As for T$_2$, already the old general topology book by Kelly noted (essentially) that what one needs in analysis is not T$_2$, but that the associated T$_0$ space (identify points that are in the same closed sets i.e. in the same open sets; example: in spaces of measurable functions, identify functions a.e. equal; more generally, for topologies and uniformities defined by a family of pseudo-metrics, one identifies points at 0 distance for all such pseudo-metrics) has a series of properties, in ascending order:
T$_2$: equivalent to unicity of limits;
T$_3$ (regular and T$_0$): equivalent to the previous one plus "the unique possible way to extend by continuity a function (i.e. extend taking the limit) always works giving a continuous function"
T$_{3+1/2}$ (T$_0$ and completely regular: points and closed sets are separated by a continuous real valued function, equivalently: topology induced by a family of pseudo-metrics, equivalently: by a uniformity): equivalent to embeddable as subspace of a compact T$_2$ space
(or also equivalent to "subspace of a normal T$_1$ space").

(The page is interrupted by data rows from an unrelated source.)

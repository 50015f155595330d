//! Grid storage and double buffering for the Seep fluid automaton.
//!
//! # Architecture
//!
//! ```text
//! PingPongGrid (orchestrator)
//! ├── published: Grid   ←── read-only input of the running phase
//! └── staging:   Grid   ←── working buffer, reseeded from published
//! ```
//!
//! A [`Grid`] is a fixed `rows × cols` array of [`Cell`](seep_core::Cell)s
//! in row-major order. Every coordinate-taking method is bounds-checked;
//! neighbour lookups return `None` at the edges, so rule code can never
//! index outside the grid.
//!
//! [`PingPongGrid`] makes the read-old / write-new discipline structural:
//! a phase receives `&Grid` for the frozen input and `&mut Grid` for the
//! working copy, and cannot obtain a mutable reference to the input.

#![deny(missing_docs)]
#![deny(rustdoc::broken_intra_doc_links)]
#![forbid(unsafe_code)]

pub mod grid;
pub mod neighbour;
pub mod pingpong;

pub use grid::{initialize, Grid};
pub use neighbour::Direction;
pub use pingpong::{PhaseBuffers, PingPongGrid};
//! Bounded queue of pending point edits.
//!
//! [`EditQueue`] buffers edits between submission and the next tick. It
//! enforces a capacity limit and hands edits back in arrival order when
//! the world drains it ahead of running the phases.

use std::collections::VecDeque;

use seep_core::{Edit, EditError, EditReceipt};

/// Bounded FIFO of edits awaiting the next tick.
pub struct EditQueue {
    queue: VecDeque<Edit>,
    capacity: usize,
}

impl EditQueue {
    /// Create a new queue with the given capacity.
    ///
    /// # Panics
    ///
    /// Panics if `capacity` is zero.
    pub fn new(capacity: usize) -> Self {
        assert!(capacity > 0, "EditQueue capacity must be at least 1");
        Self {
            queue: VecDeque::with_capacity(capacity.min(4096)),
            capacity,
        }
    }

    /// Enqueue one edit, or fail with [`EditError::QueueFull`].
    pub fn push(&mut self, edit: Edit) -> Result<(), EditError> {
        if self.queue.len() >= self.capacity {
            return Err(EditError::QueueFull);
        }
        self.queue.push_back(edit);
        Ok(())
    }

    /// Submit a batch of edits.
    ///
    /// Returns one [`EditReceipt`] per input edit, in input order. Edits
    /// are accepted until the queue is full; the rest are rejected with
    /// `QueueFull`. Bounds are not checked here, only when the edit is
    /// applied.
    pub fn submit(&mut self, edits: impl IntoIterator<Item = Edit>) -> Vec<EditReceipt> {
        edits
            .into_iter()
            .map(|edit| match self.push(edit) {
                Ok(()) => EditReceipt::queued(),
                Err(e) => EditReceipt::rejected(e),
            })
            .collect()
    }

    /// Remove and return every pending edit in arrival order.
    pub fn drain(&mut self) -> Vec<Edit> {
        self.queue.drain(..).collect()
    }

    /// Discard all pending edits.
    pub fn clear(&mut self) {
        self.queue.clear();
    }

    /// Number of pending edits.
    pub fn len(&self) -> usize {
        self.queue.len()
    }

    /// Whether nothing is pending.
    pub fn is_empty(&self) -> bool {
        self.queue.is_empty()
    }

    /// Maximum number of pending edits.
    pub fn capacity(&self) -> usize {
        self.capacity
    }
}

impl std::fmt::Debug for EditQueue {
    fn fmt(&self, f: &mut std::fmt::Formatter<'_>) -> std::fmt::Result {
        f.debug_struct("EditQueue")
            .field("len", &self.queue.len())
            .field("capacity", &self.capacity)
            .finish()
    }
}

#[cfg(test)]
mod tests {
    use super::*;
    use seep_core::CellKind;

    fn edits(n: i32) -> Vec<Edit> {
        (0..n).map(|c| Edit::paint(0, c, CellKind::Liquid)).collect()
    }

    #[test]
    fn drain_preserves_arrival_order() {
        let mut q = EditQueue::new(8);
        q.submit(edits(3));
        q.push(Edit::erase(5, 5)).unwrap();
        let drained = q.drain();
        let cols: Vec<i32> = drained.iter().map(|e| e.col).collect();
        assert_eq!(cols, vec![0, 1, 2, 5]);
        assert!(q.is_empty());
    }

    #[test]
    fn overflow_rejects_tail_of_batch() {
        let mut q = EditQueue::new(2);
        let receipts = q.submit(edits(4));
        assert_eq!(receipts.len(), 4);
        assert!(receipts[0].accepted && receipts[1].accepted);
        assert_eq!(receipts[2], EditReceipt::rejected(EditError::QueueFull));
        assert_eq!(receipts[3].reason, Some(EditError::QueueFull));
        assert_eq!(q.len(), 2);
    }

    #[test]
    fn queued_receipts_have_no_tick_yet() {
        let mut q = EditQueue::new(1);
        let receipts = q.submit(edits(1));
        assert_eq!(receipts[0].applied_tick, None);
    }

    #[test]
    fn capacity_frees_after_drain() {
        let mut q = EditQueue::new(1);
        q.push(Edit::erase(0, 0)).unwrap();
        assert_eq!(q.push(Edit::erase(0, 1)), Err(EditError::QueueFull));
        q.drain();
        assert!(q.push(Edit::erase(0, 1)).is_ok());
    }

    #[test]
    fn out_of_bounds_edits_are_queued() {
        let mut q = EditQueue::new(4);
        let receipts = q.submit(vec![Edit::erase(-1, -1)]);
        assert!(receipts[0].accepted);
        q.clear();
        assert!(q.is_empty());
    }

    #[test]
    #[should_panic(expected = "capacity must be at least 1")]
    fn zero_capacity_panics() {
        let _ = EditQueue::new(0);
    }
}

[Having more open sets than a T$_{3+1/2}$ topology is equivalent to "distinct points are separated by a continuous real valued function"; it is independent from T$_3$ and lies between T$_2$ and T$_3+1/2$,
but usually when one talks about "sufficiently many continuous functions" means the stronger condition T$_3+1/2$.]
Now, sometimes one defines "locally compact" as "each point has a basis of quasi-compact closed neighborhoods", which is the same as "regular and each point has a quasi-compact neighborhood" or also "the associated T$_0$ space is locally compact T$_2$". [Kelly's book used very much the "regular" trick to avoid Hausdorff].